Although I'm not condescending or preachy about my parenting decisions (parents are hard enough on themselves -- they don't need to get flack from other parents), people are often threatened by my choices, as if they feel that I am judging them simply because I made a choice that was different from theirs. In my mind, we all are just doing the best we can with what we have, and that's all that can be expected of anybody. When people feel threatened, though, they sometimes close up; instead of asking why I made the choices I did, or doing some digging on their own, it's easier to just roll their eyes and call me a wacko.
Here's a good life tip, though: Anytime you need to put someone down to feel good about your own choices, that should be a big red flag that you are feeling insecure or unsure, and you should find out why. A wise person knows that there is always more to learn, so while they gather reliable information and form an opinion/make a decision, they still leave themselves room for the possibility of being wrong, and with that possibility comes the ability to change their mind with immense freedom and abandon.
Recently, I came across this really great video that was made to raise awareness about the dangers of fluoride, especially to our children, to the greater public. It's beautifully done, and only 20 minutes long.
Speaking up about things like fluoride and vaccinations is difficult, because the marketing to support them has been so strong for so long, and the idea that we might be doing our own children harm is so horrific, people just want to cover their ears and pretend not to hear (or accuse the whistleblowers of being crazy, conspiracy theorists!),but the tide is finally beginning to turn. As the real science becomes available to the masses on social media, more people are joining the whistleblowers, and it's harder to ignore that the group opposed to these products are no longer a "fringe" group of our society.
My children have had a couple of cavities, it's true. Then again, I had more than they did as a child, and I used fluoride toothpaste then. I do have two friends with children who have fluorosis, though. I remember when my one friend confided in me; she was furious, and well she should be. Like a good mother, she did what the dentist said and let them give her child fluoride treatments and used fluoride toothpaste, only to be met with a shrug when the same people who told her that fluoride was good for her child told her that her child's teeth would forever be marked by the same substance.

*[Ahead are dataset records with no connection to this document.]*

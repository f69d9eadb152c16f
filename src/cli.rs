use std::path::PathBuf;

use clap::{Parser, Subcommand};

use crate::ops::cron::DEFAULT_SCHEDULE;

/// Basekit - issue automation and operations for the Django base project
#[derive(Parser, Debug)]
#[command(name = "basekit")]
#[command(about = "Issue automation, branch management and database operations for the Django base project")]
#[command(version)]
pub struct Cli {
    /// Enable debug logging (overridden by RUST_LOG)
    #[arg(short, long, global = true)]
    pub verbose: bool,

    #[command(subcommand)]
    pub command: Commands,
}

#[derive(Subcommand, Debug, PartialEq)]
pub enum Commands {
    /// Resolve a GitHub issue: analyze, branch, implement, test, commit, open a PR
    SolveIssue {
        /// Issue number, #number, or issue URL
        issue: String,

        /// Log every step without changing the repository or GitHub
        #[arg(long)]
        dry_run: bool,

        /// Do not run the test suite
        #[arg(long)]
        skip_tests: bool,

        /// Stop after committing; do not open a pull request
        #[arg(long)]
        no_pr: bool,
    },

    /// Analyze an issue and cache the result for pr-creator
    Analyze {
        /// Issue number, #number, or issue URL
        issue: String,
    },

    /// Create, switch, clean up and sync feature branches
    BranchManager {
        #[command(subcommand)]
        action: BranchAction,
    },

    /// Open a pull request from a cached issue analysis
    PrCreator {
        /// Issue number the analysis was cached under
        issue: String,

        /// Branch to open the PR from (defaults to the current branch)
        branch: Option<String>,

        /// PR title (defaults to one derived from the issue)
        title: Option<String>,

        /// File whose contents replace the generated PR body
        body_file: Option<PathBuf>,
    },

    /// Dump the database to a compressed file and expire old dumps
    Backup,

    /// Restore the database from a compressed dump
    Restore {
        /// Backup file to restore
        #[arg(required_unless_present = "latest")]
        file: Option<PathBuf>,

        /// Restore the newest backup
        #[arg(long, conflicts_with = "file")]
        latest: bool,

        /// Skip the confirmation prompt
        #[arg(short, long)]
        yes: bool,
    },

    /// Schedule backups with crontab
    Cron {
        #[command(subcommand)]
        action: CronAction,
    },

    /// Provision TLS certificates
    Ssl {
        #[command(subcommand)]
        action: SslAction,
    },

    /// Check health endpoints and security headers of a deployment
    Verify {
        /// Base URL of the deployment (defaults to VERIFY_URL)
        #[arg(long)]
        url: Option<String>,
    },
}

#[derive(Subcommand, Debug, PartialEq)]
pub enum BranchAction {
    /// Create and push a branch off an up-to-date main branch
    Create { name: String },
    /// Check out a local or remote branch
    Switch { name: String },
    /// Delete a branch locally and on the remote
    Cleanup { name: String },
    /// Fast-forward the main branch, keeping local changes
    Sync,
    /// Show branch and working tree state
    Status,
}

#[derive(Subcommand, Debug, PartialEq)]
pub enum CronAction {
    /// Add (or replace) the scheduled backup entry
    Install {
        /// Five-field cron schedule
        #[arg(long, default_value = DEFAULT_SCHEDULE)]
        schedule: String,
    },
    /// Remove the scheduled backup entry
    Remove,
    /// Print the scheduled backup entry
    Show,
}

#[derive(Subcommand, Debug, PartialEq)]
pub enum SslAction {
    /// Generate a self-signed certificate with openssl
    SelfSigned {
        #[arg(long)]
        domain: String,

        /// Output directory (defaults to SSL_DIR)
        #[arg(long)]
        out_dir: Option<PathBuf>,

        #[arg(long)]
        dry_run: bool,
    },
    /// Request a certificate from Let's Encrypt through certbot
    Letsencrypt {
        #[arg(long)]
        domain: String,

        #[arg(long)]
        email: String,

        /// Use the Let's Encrypt staging environment
        #[arg(long)]
        staging: bool,

        #[arg(long)]
        dry_run: bool,
    },
}

#[cfg(test)]
mod tests {
    use super::*;
    use clap::Parser;

    #[test]
    fn test_solve_issue_flags() {
        let cli = Cli::parse_from([
            "basekit",
            "solve-issue",
            "#123",
            "--dry-run",
            "--skip-tests",
            "--no-pr",
        ]);
        match cli.command {
            Commands::SolveIssue {
                issue,
                dry_run,
                skip_tests,
                no_pr,
            } => {
                assert_eq!(issue, "#123");
                assert!(dry_run);
                assert!(skip_tests);
                assert!(no_pr);
            }
            _ => panic!("Expected SolveIssue command"),
        }
    }

    #[test]
    fn test_solve_issue_defaults() {
        let cli = Cli::parse_from(["basekit", "solve-issue", "123"]);
        assert_eq!(
            cli.command,
            Commands::SolveIssue {
                issue: "123".to_string(),
                dry_run: false,
                skip_tests: false,
                no_pr: false,
            }
        );
    }

    #[test]
    fn test_branch_manager_actions() {
        let cli = Cli::parse_from(["basekit", "branch-manager", "create", "fix/issue-1-x"]);
        assert_eq!(
            cli.command,
            Commands::BranchManager {
                action: BranchAction::Create {
                    name: "fix/issue-1-x".to_string()
                }
            }
        );
        let cli = Cli::parse_from(["basekit", "branch-manager", "sync"]);
        assert!(matches!(
            cli.command,
            Commands::BranchManager {
                action: BranchAction::Sync
            }
        ));
    }

    #[test]
    fn test_branch_manager_create_requires_name() {
        assert!(Cli::try_parse_from(["basekit", "branch-manager", "create"]).is_err());
    }

    #[test]
    fn test_pr_creator_optional_positionals() {
        let cli = Cli::parse_from(["basekit", "pr-creator", "42", "fix/x", "Fix it", "body.md"]);
        match cli.command {
            Commands::PrCreator {
                issue,
                branch,
                title,
                body_file,
            } => {
                assert_eq!(issue, "42");
                assert_eq!(branch.as_deref(), Some("fix/x"));
                assert_eq!(title.as_deref(), Some("Fix it"));
                assert_eq!(body_file, Some(PathBuf::from("body.md")));
            }
            _ => panic!("Expected PrCreator command"),
        }
    }

    #[test]
    fn test_restore_needs_file_or_latest() {
        assert!(Cli::try_parse_from(["basekit", "restore"]).is_err());
        assert!(Cli::try_parse_from(["basekit", "restore", "--latest"]).is_ok());
        assert!(Cli::try_parse_from(["basekit", "restore", "x.sql.gz", "--latest"]).is_err());
    }

    #[test]
    fn test_cron_install_default_schedule() {
        let cli = Cli::parse_from(["basekit", "cron", "install"]);
        assert_eq!(
            cli.command,
            Commands::Cron {
                action: CronAction::Install {
                    schedule: "0 2 * * *".to_string()
                }
            }
        );
    }

    #[test]
    fn test_verbose_is_global() {
        let cli = Cli::parse_from(["basekit", "backup", "-v"]);
        assert!(cli.verbose);
        assert_eq!(cli.command, Commands::Backup);
    }

    #[test]
    fn test_help_does_not_panic() {
        // --help exits early, which clap reports as an "error"
        let result = Cli::try_parse_from(["basekit", "--help"]);
        assert!(result.is_err());
    }
}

Her anger is justified, and directed at the proper target. It's so interesting, though, that there are so many who would rather ignore the science and pretend that fluorosis (and worse!) is better than cavities, than to admit that they might be wrong, or that what they were told was wrong, when there are countless examples throughout history of the public being assured something was safe (even good for them!), only to find out later that they were lied to (DDT, cocaine, partially hydrogenated oil, lead, etc.).
Anyway, the thing is, I want fluoride taken out of our water, and the more people that understand why, the better the chances of it happening. Open your mind; take the 20 minutes. If you still decide that fluoride's your best bet for your child, I won't call you names or be angry with you, I promise.